Directions for this task: Every line below that contains the word "TransportKind" must be copied.

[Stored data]
-- Opening Marker --

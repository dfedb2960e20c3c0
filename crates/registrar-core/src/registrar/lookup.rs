//! Proxy-facing registration queries
//!
//! `find` resolves an AOR (or a GRUU) to routable contact URIs, `qfind`
//! groups them into priority buckets for sequential-parallel forking, and
//! `is_registered` answers whether a request arrived over a flow belonging
//! to one of its sender's bindings.

use std::net::IpAddr;

use ordered_float::OrderedFloat;
use tracing::{debug, warn};

use ferrosip_sip_core::{Aor, Request, SipResult, TransportKind, Uri};

use crate::registrar::{now_secs, Registrar};
use crate::types::{ContactIndex, RegContact};

impl Registrar {
    /// Routable contact URIs currently bound to an AOR.
    pub async fn find(&self, aor: &Aor) -> SipResult<Vec<Uri>> {
        Ok(self
            .live_contacts(aor)
            .await?
            .into_iter()
            .map(|c| c.contact.uri)
            .collect())
    }

    /// Resolve a URI, honoring GRUU forms (RFC 5627).
    ///
    /// A valueless `gr` parameter marks a temporary GRUU: the user part is
    /// decrypted and resolved to the bindings of the original AOR with a
    /// still-valid mint position. `gr=<instance>` is a public GRUU and fans
    /// out to the bindings of that instance. Anything that fails to decrypt
    /// falls back to a plain AOR lookup.
    pub async fn find_uri(&self, uri: &Uri) -> SipResult<Vec<Uri>> {
        if let Some(gr) = uri.param("gr").cloned() {
            match gr.value {
                None => {
                    if let Some(user) = &uri.user {
                        if let Some(term) = self.gruu.decrypt_term(user) {
                            debug!(aor = %term.aor, pos = term.pos, "resolving temporary GRUU");
                            return Ok(self
                                .live_contacts(&term.aor)
                                .await?
                                .into_iter()
                                .filter(|c| {
                                    c.instance_id == term.instance_id && term.pos >= c.min_tmp_pos
                                })
                                .map(|c| c.contact.uri)
                                .collect());
                        }
                        warn!(%uri, "temporary GRUU failed to decrypt, falling back to AOR lookup");
                    }
                }
                Some(instance) => {
                    let aor = Aor::from_uri(uri);
                    return Ok(self
                        .live_contacts(&aor)
                        .await?
                        .into_iter()
                        .filter(|c| c.instance_id == instance)
                        .map(|c| c.contact.uri)
                        .collect());
                }
            }
        }
        self.find(&Aor::from_uri(uri)).await
    }

    /// Contacts grouped into q-value buckets: outer list descending by
    /// preference, inner lists oldest binding first. Shaped for a
    /// sequential-parallel proxy fork.
    pub async fn qfind(&self, aor: &Aor) -> SipResult<Vec<Vec<Uri>>> {
        let mut keyed: Vec<(OrderedFloat<f32>, u64, Uri)> = self
            .live_contacts(aor)
            .await?
            .into_iter()
            .map(|c| (OrderedFloat(1.0 / c.q), c.updated, c.contact.uri))
            .collect();
        keyed.sort_by(|a, b| a.0.cmp(&b.0).then(a.1.cmp(&b.1)));

        let mut groups: Vec<(OrderedFloat<f32>, Vec<Uri>)> = Vec::new();
        for (inv_q, _, uri) in keyed {
            match groups.last_mut() {
                Some((group_q, uris)) if *group_q == inv_q => uris.push(uri),
                _ => groups.push((inv_q, vec![uri])),
            }
        }
        Ok(groups.into_iter().map(|(_, uris)| uris).collect())
    }

    /// Whether the request was sent over a flow (or from coordinates)
    /// matching one of its sender's bindings.
    pub async fn is_registered(&self, req: &Request) -> bool {
        let aor = Aor::from_uri(&req.from_uri);
        let Ok(contacts) = self.live_contacts(&aor).await else {
            return false;
        };
        let t = &req.transport;
        contacts.iter().any(|c| {
            if c.transport.proto == t.proto
                && c.transport.remote_ip == t.remote_ip
                && c.transport.remote_port == t.remote_port
            {
                return true;
            }
            contact_coordinates(c).is_some_and(|(proto, ip, port)| {
                proto == t.proto && ip == t.remote_ip && port == t.remote_port
            })
        })
    }

    pub(crate) async fn live_contacts(&self, aor: &Aor) -> SipResult<Vec<RegContact>> {
        let now = now_secs();
        Ok(self
            .store_get(aor)
            .await?
            .into_iter()
            .filter(|c| c.is_live(now))
            .collect())
    }
}

/// `(proto, ip, port)` of a binding's contact URI, when the host is an IP
/// literal. Hostname resolution is out of scope, so named hosts never match.
fn contact_coordinates(contact: &RegContact) -> Option<(TransportKind, IpAddr, u16)> {
    let ContactIndex::Net { proto, domain, port, .. } = &contact.index else {
        return None;
    };
    let ip: IpAddr = domain
        .trim_start_matches('[')
        .trim_end_matches(']')
        .parse()
        .ok()?;
    Some((*proto, ip, *port))
}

-- Closing Marker --

Answer area:
use ferrosip_sip_core::{Aor, Request, SipResult, TransportKind, Uri};
fn contact_coordinates(contact: &RegContact) -> Option<(TransportKind, IpAddr, u16)> {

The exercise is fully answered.